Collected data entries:
▬▬▬▬▬▬

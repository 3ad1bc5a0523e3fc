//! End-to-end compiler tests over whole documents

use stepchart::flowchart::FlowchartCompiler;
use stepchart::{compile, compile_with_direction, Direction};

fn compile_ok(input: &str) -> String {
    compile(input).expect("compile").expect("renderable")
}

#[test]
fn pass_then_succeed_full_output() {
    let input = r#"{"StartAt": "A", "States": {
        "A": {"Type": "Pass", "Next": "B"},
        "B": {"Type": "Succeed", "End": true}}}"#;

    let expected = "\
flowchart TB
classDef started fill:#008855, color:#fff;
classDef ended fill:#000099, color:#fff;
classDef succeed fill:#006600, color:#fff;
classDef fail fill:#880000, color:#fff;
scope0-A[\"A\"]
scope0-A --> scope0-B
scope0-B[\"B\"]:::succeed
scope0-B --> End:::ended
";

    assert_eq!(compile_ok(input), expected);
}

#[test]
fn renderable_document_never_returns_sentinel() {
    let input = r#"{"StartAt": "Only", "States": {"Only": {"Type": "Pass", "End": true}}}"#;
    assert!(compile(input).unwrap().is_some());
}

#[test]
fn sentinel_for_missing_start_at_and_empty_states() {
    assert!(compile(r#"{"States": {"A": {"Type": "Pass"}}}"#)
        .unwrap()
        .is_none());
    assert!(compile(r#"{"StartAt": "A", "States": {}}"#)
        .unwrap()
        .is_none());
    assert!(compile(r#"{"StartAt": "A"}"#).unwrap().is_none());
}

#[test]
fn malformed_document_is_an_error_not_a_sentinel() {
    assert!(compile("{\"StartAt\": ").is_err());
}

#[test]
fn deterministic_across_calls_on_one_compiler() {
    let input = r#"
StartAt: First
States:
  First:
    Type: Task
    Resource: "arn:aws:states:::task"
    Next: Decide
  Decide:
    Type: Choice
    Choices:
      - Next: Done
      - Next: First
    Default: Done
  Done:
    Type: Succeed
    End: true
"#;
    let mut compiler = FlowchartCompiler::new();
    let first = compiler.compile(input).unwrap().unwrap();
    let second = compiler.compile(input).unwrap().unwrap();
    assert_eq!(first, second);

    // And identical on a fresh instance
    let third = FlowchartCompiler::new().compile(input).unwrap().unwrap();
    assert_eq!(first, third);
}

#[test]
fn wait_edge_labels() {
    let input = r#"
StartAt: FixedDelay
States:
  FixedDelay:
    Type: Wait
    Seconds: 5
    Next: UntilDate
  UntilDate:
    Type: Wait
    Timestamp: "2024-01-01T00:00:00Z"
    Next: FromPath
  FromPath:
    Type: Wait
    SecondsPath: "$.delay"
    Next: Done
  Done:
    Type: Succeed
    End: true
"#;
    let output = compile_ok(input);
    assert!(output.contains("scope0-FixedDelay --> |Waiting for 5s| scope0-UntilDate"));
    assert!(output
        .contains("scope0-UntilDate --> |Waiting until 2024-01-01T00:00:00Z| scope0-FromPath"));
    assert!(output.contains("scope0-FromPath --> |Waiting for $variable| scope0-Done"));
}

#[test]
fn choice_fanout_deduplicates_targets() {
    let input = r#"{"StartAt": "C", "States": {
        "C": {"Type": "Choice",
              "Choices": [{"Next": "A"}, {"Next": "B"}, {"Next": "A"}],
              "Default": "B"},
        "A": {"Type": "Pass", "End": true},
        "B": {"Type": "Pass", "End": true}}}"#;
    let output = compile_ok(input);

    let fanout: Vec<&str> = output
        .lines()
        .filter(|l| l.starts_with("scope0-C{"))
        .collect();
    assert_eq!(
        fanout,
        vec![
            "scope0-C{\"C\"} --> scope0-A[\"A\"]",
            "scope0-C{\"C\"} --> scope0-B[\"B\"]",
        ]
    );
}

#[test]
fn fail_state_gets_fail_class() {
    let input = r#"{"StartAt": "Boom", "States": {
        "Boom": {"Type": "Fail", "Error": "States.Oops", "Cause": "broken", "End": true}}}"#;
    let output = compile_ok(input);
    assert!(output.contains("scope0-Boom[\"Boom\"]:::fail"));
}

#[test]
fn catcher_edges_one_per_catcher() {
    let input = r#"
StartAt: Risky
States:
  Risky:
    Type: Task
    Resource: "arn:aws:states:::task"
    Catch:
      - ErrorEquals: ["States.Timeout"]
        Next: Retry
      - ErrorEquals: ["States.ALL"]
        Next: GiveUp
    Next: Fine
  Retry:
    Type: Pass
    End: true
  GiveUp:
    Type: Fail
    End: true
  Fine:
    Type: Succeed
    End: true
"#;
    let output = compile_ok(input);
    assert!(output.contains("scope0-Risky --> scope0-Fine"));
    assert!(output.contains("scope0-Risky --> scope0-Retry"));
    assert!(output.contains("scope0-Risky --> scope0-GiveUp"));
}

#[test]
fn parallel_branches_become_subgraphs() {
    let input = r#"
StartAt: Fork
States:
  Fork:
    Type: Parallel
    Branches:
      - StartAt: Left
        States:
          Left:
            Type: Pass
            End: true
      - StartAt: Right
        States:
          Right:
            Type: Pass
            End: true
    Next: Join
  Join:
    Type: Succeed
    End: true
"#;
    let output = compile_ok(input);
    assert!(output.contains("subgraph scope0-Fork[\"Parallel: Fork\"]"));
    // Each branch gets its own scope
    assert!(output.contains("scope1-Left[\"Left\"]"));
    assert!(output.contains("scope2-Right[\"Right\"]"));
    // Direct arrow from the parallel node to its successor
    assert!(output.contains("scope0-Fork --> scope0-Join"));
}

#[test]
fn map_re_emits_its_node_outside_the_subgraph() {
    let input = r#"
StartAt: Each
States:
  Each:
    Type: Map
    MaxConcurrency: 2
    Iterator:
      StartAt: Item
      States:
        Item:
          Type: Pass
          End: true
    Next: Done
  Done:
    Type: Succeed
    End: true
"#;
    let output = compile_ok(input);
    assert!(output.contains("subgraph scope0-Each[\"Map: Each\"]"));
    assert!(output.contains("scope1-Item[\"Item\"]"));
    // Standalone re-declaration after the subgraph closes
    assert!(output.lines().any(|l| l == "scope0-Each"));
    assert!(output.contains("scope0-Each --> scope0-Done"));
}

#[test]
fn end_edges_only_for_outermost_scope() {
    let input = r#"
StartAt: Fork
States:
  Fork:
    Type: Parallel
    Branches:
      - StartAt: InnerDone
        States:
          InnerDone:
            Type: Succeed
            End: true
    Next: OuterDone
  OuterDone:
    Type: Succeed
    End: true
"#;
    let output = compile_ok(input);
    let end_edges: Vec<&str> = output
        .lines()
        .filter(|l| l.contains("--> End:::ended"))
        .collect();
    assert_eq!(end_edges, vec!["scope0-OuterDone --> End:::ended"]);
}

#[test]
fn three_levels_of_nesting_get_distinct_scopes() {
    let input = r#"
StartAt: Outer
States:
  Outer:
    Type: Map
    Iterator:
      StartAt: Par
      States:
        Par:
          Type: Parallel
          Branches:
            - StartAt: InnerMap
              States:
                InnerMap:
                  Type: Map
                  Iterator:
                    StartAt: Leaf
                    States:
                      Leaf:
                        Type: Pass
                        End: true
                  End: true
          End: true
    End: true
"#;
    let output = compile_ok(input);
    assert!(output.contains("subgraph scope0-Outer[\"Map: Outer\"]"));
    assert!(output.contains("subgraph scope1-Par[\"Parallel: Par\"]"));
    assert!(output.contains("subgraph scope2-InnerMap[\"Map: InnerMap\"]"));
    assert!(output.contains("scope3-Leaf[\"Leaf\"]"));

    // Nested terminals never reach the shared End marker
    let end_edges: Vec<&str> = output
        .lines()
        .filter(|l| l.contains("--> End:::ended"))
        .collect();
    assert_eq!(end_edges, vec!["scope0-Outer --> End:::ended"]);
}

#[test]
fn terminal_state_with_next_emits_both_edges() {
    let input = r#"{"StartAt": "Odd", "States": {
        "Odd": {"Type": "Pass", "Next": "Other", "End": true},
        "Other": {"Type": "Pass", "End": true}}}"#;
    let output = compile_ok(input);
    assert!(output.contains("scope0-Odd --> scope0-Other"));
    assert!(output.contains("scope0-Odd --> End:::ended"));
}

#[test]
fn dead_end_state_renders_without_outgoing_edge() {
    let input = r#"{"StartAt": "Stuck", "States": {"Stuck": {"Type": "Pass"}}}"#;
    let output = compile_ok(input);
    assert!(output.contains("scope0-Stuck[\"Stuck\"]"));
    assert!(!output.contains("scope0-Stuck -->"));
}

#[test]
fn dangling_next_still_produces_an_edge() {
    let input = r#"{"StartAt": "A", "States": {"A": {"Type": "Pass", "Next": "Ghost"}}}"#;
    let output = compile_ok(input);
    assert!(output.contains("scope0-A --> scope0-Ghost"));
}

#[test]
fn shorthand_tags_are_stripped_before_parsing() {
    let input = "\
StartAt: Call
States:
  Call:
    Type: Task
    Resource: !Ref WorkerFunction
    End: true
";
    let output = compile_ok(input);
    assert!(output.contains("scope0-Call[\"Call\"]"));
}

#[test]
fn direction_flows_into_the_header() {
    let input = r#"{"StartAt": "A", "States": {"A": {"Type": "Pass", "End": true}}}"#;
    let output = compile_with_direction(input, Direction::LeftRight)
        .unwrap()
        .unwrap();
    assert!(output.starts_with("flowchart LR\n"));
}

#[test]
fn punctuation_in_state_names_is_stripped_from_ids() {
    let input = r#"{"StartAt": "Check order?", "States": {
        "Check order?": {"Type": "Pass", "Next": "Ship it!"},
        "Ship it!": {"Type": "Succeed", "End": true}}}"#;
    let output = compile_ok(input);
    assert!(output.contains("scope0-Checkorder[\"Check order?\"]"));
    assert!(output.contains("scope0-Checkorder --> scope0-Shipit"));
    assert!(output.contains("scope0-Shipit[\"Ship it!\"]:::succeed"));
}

▬▬▬▬▬▬

> PROBLEM TO WORK ON
Wherever the string "FlowchartCompiler" is found in the entries, copy the line it sits in.

> SOLUTION FOR THIS EXERCISE
use stepchart::flowchart::FlowchartCompiler;
    let mut compiler = FlowchartCompiler::new();
    let third = FlowchartCompiler::new().compile(input).unwrap().unwrap();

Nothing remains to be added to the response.